El portavoz de En Marea, Luís Villares este lunes en una rueda de prensa
El portavoz de En Marea, Luís Villares este lunes en una rueda de prensa - LAVANDEIRA JR/ABC
POLÍTICA

En Marea amaga con romper la alianza con Podemos en Galicia

Los distintos socios del rupturismo gallego difieren en la fórmula electoral a utilizar

SantiagoActualizado:

Tras años envueltos en peleas internas y luchas de poder, todo apunta a que la convocatoria de elecciones generales para el próximo 28 de abril hará saltar definitivamente por los aires el espacio rupturista gallego en el que se integran formaciones como Podemos, Izquierda Unida y otros partidos nacionalistas bajo la marca En Marea. La alianza logró conseguir en las últimas elecciones generales hasta cinco diputados, que finalmente se integraron en el Grupo Confederal de Unidos Podemos tras haberle sido denegada la posibilidad de constituirse como grupo propio. Ese mismo año, en 2016, el rupturismo gallego reeditó su unión para concurrir a las elecciones gallegas, y aunque lograron situarse como el partido líder de la oposición superando al PSOE, los conflictos internos acabaron por erosionar el denominado «espacio de unidad popular» hasta situarlo al borde de la ruptura.

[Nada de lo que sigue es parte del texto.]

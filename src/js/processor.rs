use anyhow::{anyhow, Result};
use kuchiki::parse_html;
use kuchiki::traits::*;
use tracing::{debug, error};

use super::environment::JsDocumentEnvironment;
use super::script::{ScriptDescriptor, ScriptExecution, ScriptKind, ScriptSource};

#[derive(Debug, Clone, Copy, Default, PartialEq, Eq)]
pub struct ScriptExecutionSummary {
    pub executed_scripts: usize,
    pub failed_scripts: usize,
    pub skipped_scripts: usize,
}

/// Finds every `<script>` element in `html`, in document order.
pub fn collect_scripts(html: &str) -> Result<Vec<ScriptDescriptor>> {
    let parsed = parse_html().one(html);
    let mut collected = Vec::new();
    let selector = parsed
        .select("script")
        .map_err(|_| anyhow!("failed to compile selector"))?;

    for (index, script) in selector.enumerate() {
        let attributes = script.attributes.borrow();
        let kind = classify_kind(attributes.get("type"));
        let execution = determine_execution(&attributes, kind);

        if let Some(src) = attributes
            .get("src")
            .map(str::trim)
            .filter(|src| !src.is_empty())
        {
            collected.push(ScriptDescriptor {
                index,
                kind,
                execution,
                source: ScriptSource::External {
                    src: src.to_string(),
                },
            });
            continue;
        }

        drop(attributes);
        let code = script.text_contents();
        if code.trim().is_empty() {
            continue;
        }
        collected.push(ScriptDescriptor {
            execution,
            ..ScriptDescriptor::inline(index, code, kind)
        });
    }

    Ok(collected)
}

fn classify_kind(script_type: Option<&str>) -> ScriptKind {
    let Some(value) = script_type else {
        return ScriptKind::Classic;
    };
    match value.trim().to_ascii_lowercase().as_str() {
        "" | "text/javascript" | "application/javascript" | "text/ecmascript"
        | "application/ecmascript" => ScriptKind::Classic,
        "module" | "text/javascript+module" => ScriptKind::Module,
        _ => ScriptKind::Unknown,
    }
}

fn determine_execution(attributes: &kuchiki::Attributes, kind: ScriptKind) -> ScriptExecution {
    if attributes.get("async").is_some() {
        return ScriptExecution::Async;
    }
    if attributes.get("defer").is_some() {
        return ScriptExecution::Defer;
    }
    match kind {
        ScriptKind::Module => ScriptExecution::Defer,
        _ => ScriptExecution::Blocking,
    }
}

/// Runs the inline blocking classic scripts in order. A failing script is
/// logged and does not stop the ones after it.
pub fn run_inline_scripts(
    environment: &JsDocumentEnvironment,
    scripts: &[ScriptDescriptor],
) -> ScriptExecutionSummary {
    let mut summary = ScriptExecutionSummary::default();

    for descriptor in scripts {
        let Some(source) = descriptor.inline_code().filter(|_| descriptor.runs_inline()) else {
            debug!(
                target: "quickjs",
                index = descriptor.index,
                kind = ?descriptor.kind,
                execution = ?descriptor.execution,
                "skipping script"
            );
            summary.skipped_scripts += 1;
            continue;
        };

        let filename = descriptor.filename();
        match environment.eval(source, &filename) {
            Ok(()) => summary.executed_scripts += 1,
            Err(err) => {
                error!(target: "quickjs", %filename, error = %err, "inline script execution failed");
                summary.failed_scripts += 1;
            }
        }
    }

    summary
}

/// Collects and runs the page's inline scripts against `environment`.
pub fn execute_inline_scripts(
    environment: &JsDocumentEnvironment,
    html: &str,
) -> Result<ScriptExecutionSummary> {
    let scripts = collect_scripts(html)?;
    let summary = run_inline_scripts(environment, &scripts);
    debug!(
        target: "quickjs",
        executed = summary.executed_scripts,
        failed = summary.failed_scripts,
        skipped = summary.skipped_scripts,
        "inline scripts finished"
    );
    Ok(summary)
}

#[cfg(test)]
mod tests {
    use super::*;

    #[test]
    fn collects_scripts_in_document_order() {
        let html = r#"<html><head>
            <script>var a = 1;</script>
            <script src="/app.js" defer></script>
            <script type="module">import x from './x.js';</script>
            <script type="application/json">{"k": 1}</script>
            <script>   </script>
            <script async>var b = 2;</script>
        </head></html>"#;
        let scripts = collect_scripts(html).unwrap();
        assert_eq!(scripts.len(), 5);

        assert!(scripts[0].runs_inline());
        assert_eq!(scripts[0].inline_code(), Some("var a = 1;"));

        assert_eq!(
            scripts[1].source,
            ScriptSource::External {
                src: "/app.js".to_string()
            }
        );
        assert_eq!(scripts[1].execution, ScriptExecution::Defer);

        assert_eq!(scripts[2].kind, ScriptKind::Module);
        assert_eq!(scripts[2].execution, ScriptExecution::Defer);
        assert!(!scripts[2].runs_inline());

        assert_eq!(scripts[3].kind, ScriptKind::Unknown);
        assert_eq!(scripts[4].execution, ScriptExecution::Async);
        assert_eq!(scripts[4].index, 5);
    }

    #[test]
    fn classifies_types_case_insensitively() {
        assert_eq!(classify_kind(None), ScriptKind::Classic);
        assert_eq!(classify_kind(Some(" Text/JavaScript ")), ScriptKind::Classic);
        assert_eq!(classify_kind(Some("MODULE")), ScriptKind::Module);
        assert_eq!(classify_kind(Some("text/x-template")), ScriptKind::Unknown);
    }

    #[test]
    fn failing_script_does_not_stop_later_ones() {
        let html = r#"<html><body>
            <script>document.body.setAttribute('data-first', '1');</script>
            <script>throw new Error('boom');</script>
            <script>document.body.setAttribute('data-third', '3');</script>
            <script type="module">document.body.setAttribute('data-module', 'x');</script>
        </body></html>"#;
        let environment = JsDocumentEnvironment::new(html).unwrap();
        let summary = execute_inline_scripts(&environment, html).unwrap();
        assert_eq!(
            summary,
            ScriptExecutionSummary {
                executed_scripts: 2,
                failed_scripts: 1,
                skipped_scripts: 1,
            }
        );

        let tree = environment.tree().borrow();
        let body = tree.body().unwrap();
        assert_eq!(tree.attribute(body, "data-first"), Some("1"));
        assert_eq!(tree.attribute(body, "data-third"), Some("3"));
        assert_eq!(tree.attribute(body, "data-module"), None);
    }
}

De cara al 28-A, el motivo de conflicto entre los socios de la confluencia es la fórmula con la que se presentarán a las elecciones. Podemos, Izquierda Unida, el partido nacionalista Anova —fundado por el histórico dirigente galleguista Xosé Manuel Beiras— y las «mareas» que gobiernan en Santiago, La Coruña y Ferrol apuestan por concurrir a los comicios mediante una coalición que permita visibilizar sus siglas. Sin embargo, la dirección del partido instrumental En Marea, enfrentada a estas formaciones, defiende presentarse mediante una fórmula de partido clásico, alegando que repetir el sistema de coalición les volvería a impedir constituirse como grupo propio.

El divorcio entre las dos partes quedó patente el sábado cuando mientras el líder de En Marea, Luís Villares, anunciaba la convocatoria de unas primarias para elegir a los cabezas de lista de la formación, Podemos, Esquerda Unida y Anova lanzaban tres comunicados en los que, respectivamente, daban por hecho la escisión del espacio rupturista avanzando que repetirían la coalición con la que se presentaron a las elecciones generales en 2016 al margen de lo que hiciese En Marea. Con todo, algunas de las principales caras visibles de la formación intentaron este lunes suavizar sus posturas haciendo un último llamamiento a apostar por una candidatura unitaria. «Lo contrario sería un suicidio político», avanzó Villares. «Creo que debemos hacer un último esfuerzo e impulsar una alianza amplia en la que todos encontremos un lugar para remar en la misma dirección», esgrimió en su cuenta de Facebook.

Por su parte, en la dirección nacional de Podemos no quieren romper con En Marea, pero ayer no negaron que eso pueda llegar a ocurrir. «No observamos otra posibilidad que ir en confluencia con IU, Equo, En Comu Podem y con En Marea», explicó ayer la coportavoz de Podemos, Noelia Vera tras la Ejecutiva del partido, donde insistió en la necesidad de enfrentarse al proyecto del PP, Cs y Vox. Luego, apuntaló sus palabras el secretario de Organización de Podemos, Pablo Echenique, al asegurar que su pretensión es «reeditar acuerdos que ya se dieron en el pasado e incluso ampliarlos». Aunque Echenique reconoció que en Galicia «hay actores con otra hoja de ruta» y «si el resultado de la confluencia en Galicia implica hacer algún cambio» tendrán que asumirlo.

Lo cierto es que tanto desde la órbita de Podemos como desde En Marea temen que el hecho de concurrir por separado a los próximos comicios, sumado a la imagen de división exhibida durante los últimos años, les pase una importante factura electoral. Aún así, ninguna de las dos partes parece estar dispuesto a ceder en sus pretensiones, tal y como sucedió en los instantes previos a las elecciones autonómicas de 2016. En aquella ocasión, un mensaje en Twitter de Pablo Iglesias cuando apenas quedaba una hora para que se agotase el plazo para la presentación de candidaturas inclinó la balanza para el sector de Luís Villares, que reclamaba concurrir a los comicios como partido instrumental.